Ed: I forgot to ask you how well the Walschearts valve gear works. Kozo does very meticulous work so my guess it works great.

Henner Meinhold mentioned he wants to build a ride on Climax, but is worried of the gears. Kozo's Climax book shows how to use stock bevel gears in place of the offsets.


If anyone want to build one in 7.5" (7.25") gauge, this company sells gears:



http://www.precisionlocomotivecastings.com/


----------



## Ed Hume (Jan 3, 2008)

Thanks guys. 

I am still debugging - getting after leaks, etc, so, Art I am not ready for Steaming at Steve's on Tuesday - I hope to be there later this month. 

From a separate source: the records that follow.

//! Contracts the host platform provides to the driver.
//!
//! The driver never discovers hardware on its own. Enumeration hands it a
//! [`DeviceResources`](crate::DeviceResources) record, and the host supplies
//! two services: an [`MmioMapper`] that turns a physical range into a
//! [`RegisterWindow`], and an [`IrqDispatch`] that routes an interrupt line
//! to a handler closure.

use alloc::boxed::Box;
use core::ptr::NonNull;

use muon_core::id::IrqLine;

use crate::error::DriverError;
use crate::mmio::{MmioWindow, RegisterWindow};
use crate::regs::REGISTER_STRIDE;

/// Interrupt handler installed with [`IrqDispatch::register`].
///
/// Captures whatever device state it needs. Runs in interrupt context: it
/// must not block or allocate. Waking readers may free the drained waiter
/// list, so the global allocator's `dealloc` must be callable from the
/// dispatcher's context.
pub type IrqHandler = Box<dyn Fn() + Send + Sync>;

/// Maps a physical register range for driver use.
pub trait MmioMapper {
    /// The register window produced by a successful mapping.
    type Window: RegisterWindow + 'static;

    /// Maps `size` bytes of device memory at physical address `base`.
    ///
    /// # Errors
    ///
    /// Returns [`DriverError::RegionUnavailable`] if the range cannot be
    /// mapped.
    fn map(&self, base: u64, size: usize) -> Result<Self::Window, DriverError>;
}

/// Routes hardware interrupt lines to handler closures.
pub trait IrqDispatch {
    /// Installs `handler` for `line`.
    ///
    /// # Errors
    ///
    /// Returns [`DriverError::IrqUnavailable`] if the line is already
    /// claimed or cannot be routed.
    fn register(&self, line: IrqLine, handler: IrqHandler) -> Result<(), DriverError>;

    /// Removes the handler for `line`.
    ///
    /// When this returns, the handler is not running on any CPU and will not
    /// be invoked again.
    fn unregister(&self, line: IrqLine);
}

/// Mapper for platforms where device memory is identity-mapped, such as
/// bare-metal firmware running with the MMU off.
#[derive(Debug)]
pub struct IdentityMapper {
    _private: (),
}

impl IdentityMapper {
    /// Creates an identity mapper.
    ///
    /// # Safety
    ///
    /// Physical addresses handed to [`map`](MmioMapper::map) must be
    /// directly accessible at the same virtual address, and the ranges must
    /// belong to the devices they are used for.
    #[must_use]
    pub const unsafe fn new() -> Self {
        Self { _private: () }
    }
}

impl MmioMapper for IdentityMapper {
    type Window = MmioWindow;

    fn map(&self, base: u64, size: usize) -> Result<MmioWindow, DriverError> {
        let addr = usize::try_from(base).map_err(|_| DriverError::RegionUnavailable)?;
        if addr % REGISTER_STRIDE != 0 {
            return Err(DriverError::RegionUnavailable);
        }
        let ptr = NonNull::new(core::ptr::with_exposed_provenance_mut::<u32>(addr))
            .ok_or(DriverError::RegionUnavailable)?;
        // SAFETY: `new`'s contract makes `base..base + size` identity-mapped
        // device memory.
        Ok(unsafe { MmioWindow::new(ptr, size / REGISTER_STRIDE) })
    }
}

#[cfg(test)]
mod tests {
    use super::*;

    #[test]
    fn identity_mapper_rejects_bad_bases() {
        // SAFETY: no mapping produced here is ever accessed.
        let mapper = unsafe { IdentityMapper::new() };
        assert!(matches!(
            mapper.map(0, 36),
            Err(DriverError::RegionUnavailable)
        ));
        assert!(matches!(
            mapper.map(0x4402_2002, 36),
            Err(DriverError::RegionUnavailable)
        ));
        let window = mapper.map(0x4402_2000, 36).unwrap();
        assert_eq!(window.len(), 9);
        assert_eq!(window.base().as_ptr().addr(), 0x4402_2000);
    }
}
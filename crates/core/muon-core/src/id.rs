//! Type-safe identifiers for driver resources.
//!
//! These newtypes keep device instance numbers and interrupt lines from being
//! mixed up with each other or with plain integers.

use core::fmt;

/// Identifier of an attached device instance.
///
/// Assigned once at attach time and never reused for another instance
/// during the life of the process.
#[derive(Debug, Clone, Copy, PartialEq, Eq, PartialOrd, Ord, Hash)]
#[repr(transparent)]
pub struct DeviceId(u32);

impl DeviceId {
    /// Creates a new `DeviceId`.
    #[must_use]
    pub const fn new(val: u32) -> Self {
        Self(val)
    }

    /// Returns the raw `u32` value.
    #[must_use]
    pub const fn as_u32(self) -> u32 {
        self.0
    }
}

impl fmt::Display for DeviceId {
    fn fmt(&self, f: &mut fmt::Formatter<'_>) -> fmt::Result {
        write!(f, "{}", self.0)
    }
}

/// Host interrupt line a device raises its interrupt on.
///
/// The number is opaque to drivers: it is whatever the host's
/// interrupt-dispatch facility uses to name the line.
#[derive(Debug, Clone, Copy, PartialEq, Eq, PartialOrd, Ord, Hash)]
#[repr(transparent)]
pub struct IrqLine(u32);

impl IrqLine {
    /// Creates a new `IrqLine`.
    #[must_use]
    pub const fn new(val: u32) -> Self {
        Self(val)
    }

    /// Returns the raw line number.
    #[must_use]
    pub const fn as_u32(self) -> u32 {
        self.0
    }
}

impl fmt::Display for IrqLine {
    fn fmt(&self, f: &mut fmt::Formatter<'_>) -> fmt::Result {
        write!(f, "irq{}", self.0)
    }
}

#[cfg(test)]
mod tests {
    use super::*;

    #[test]
    fn device_id_roundtrip() {
        assert_eq!(DeviceId::new(7).as_u32(), 7);
        assert!(DeviceId::new(1) < DeviceId::new(2));
    }

    #[test]
    fn irq_line_display() {
        assert_eq!(format!("{}", IrqLine::new(72)), "irq72");
        assert_eq!(format!("{}", DeviceId::new(3)), "3");
    }
}
//! Register window access.
//!
//! [`RegisterWindow`] is the seam between the driver and the hardware.
//! [`MmioWindow`] performs volatile accesses on a mapped region; the
//! simulation in [`sim`](crate::sim) records them instead.

use core::ptr::NonNull;

/// Typed access to a window of 32-bit registers.
///
/// Offsets are in register-width units. Accesses are side-effecting and
/// must reach the device in program order; implementations must not
/// cache, merge, or reorder them.
pub trait RegisterWindow: Send + Sync {
    /// Reads the register at `offset`.
    fn read(&self, offset: usize) -> u32;

    /// Writes `value` to the register at `offset`.
    fn write(&self, offset: usize, value: u32);
}

/// A mapped MMIO register window accessed with volatile loads and stores.
pub struct MmioWindow {
    base: NonNull<u32>,
    registers: usize,
}

// SAFETY: The window refers to device memory, not to Rust-owned data. Every
// access is a single volatile 32-bit load or store, which the device
// serializes; callers coordinate multi-register sequences themselves.
unsafe impl Send for MmioWindow {}
unsafe impl Sync for MmioWindow {}

impl MmioWindow {
    /// Creates a window over `registers` consecutive 32-bit registers.
    ///
    /// # Safety
    ///
    /// `base` must point to a mapping of at least `registers * 4` bytes of
    /// device memory that stays valid for the lifetime of the window, and
    /// nothing else may treat that memory as ordinary Rust data.
    pub const unsafe fn new(base: NonNull<u32>, registers: usize) -> Self {
        Self { base, registers }
    }

    /// Returns the virtual base address of the window.
    #[must_use]
    pub fn base(&self) -> NonNull<u32> {
        self.base
    }

    /// Returns the number of registers in the window.
    #[must_use]
    pub const fn len(&self) -> usize {
        self.registers
    }

    /// Returns `true` if the window covers no registers.
    #[must_use]
    pub const fn is_empty(&self) -> bool {
        self.registers == 0
    }
}

impl RegisterWindow for MmioWindow {
    #[inline]
    fn read(&self, offset: usize) -> u32 {
        debug_assert!(offset < self.registers, "register offset {offset} out of window");
        // SAFETY: `new` guarantees the mapping covers `registers` entries.
        unsafe { self.base.add(offset).read_volatile() }
    }

    #[inline]
    fn write(&self, offset: usize, value: u32) {
        debug_assert!(offset < self.registers, "register offset {offset} out of window");
        // SAFETY: `new` guarantees the mapping covers `registers` entries.
        unsafe { self.base.add(offset).write_volatile(value) }
    }
}

impl<W: RegisterWindow + ?Sized> RegisterWindow for alloc::sync::Arc<W> {
    #[inline]
    fn read(&self, offset: usize) -> u32 {
        (**self).read(offset)
    }

    #[inline]
    fn write(&self, offset: usize, value: u32) {
        (**self).write(offset, value);
    }
}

I have had the loco running briefly on rollers and the valve gear is working fine. I never bothered to run on air because I knew the design was sound - you can trust Kozo completely. The pumping lubricator is also working well.


----------



## Dwight Ennis (Jan 2, 2008)

So Ed, just how durable is this Gun-Kote? How easily is it scratched, etc. with the normal handling associated with our live steamers? Does handling eventually wear it off? 

Beautiful work on the Climax!! She's a real jewel!


----------



## HMeinhold (Jan 2, 2008)

Posted By xo18thfa on 11/17/2008 4:49 PM
... 
Henner Meinhold mentioned he wants to build a ride on Climax, but is worried of the gears. Kozo's Climax book shows how to use stock bevel gears in place of the offsets.


If anyone want to build one in 7.5" (7.25") gauge, this company sells gears:



http://www.precisionlocomotivecastings.com/


A Climax without the correct gears is a no-no for me. As this model will be a companion to my 1" Heisler, I eventually have to bite the bullet and make the gears. Of course, Kozo makes it look easy (like books about golfing...), but I am still chickening out...
Regards


----------



## Shay Gear Head (Jan 3, 2008)

Henner,

Don't you go changing hobbies on us now! Long live the 4L Society. The grass is always greener on the golf course but that doesn't mean the cows enjoy it anymore. The milk comes out just the same.


----------



## Ed Hume (Jan 3, 2008)

Dwight, the Gun-Kote does well for wear. One thing I do to promote adhesion is to beadblast the metal before painting. This results in a matte surface that is microscopically rough and gives the coating a good surface. The product was originally developed for firearms so it stands up well to high temperature and handling. I have been using my Heisler for a couple years and it looks pretty new. Out of the oven it is hard - not like ordinary paint that may be gummy until it dries.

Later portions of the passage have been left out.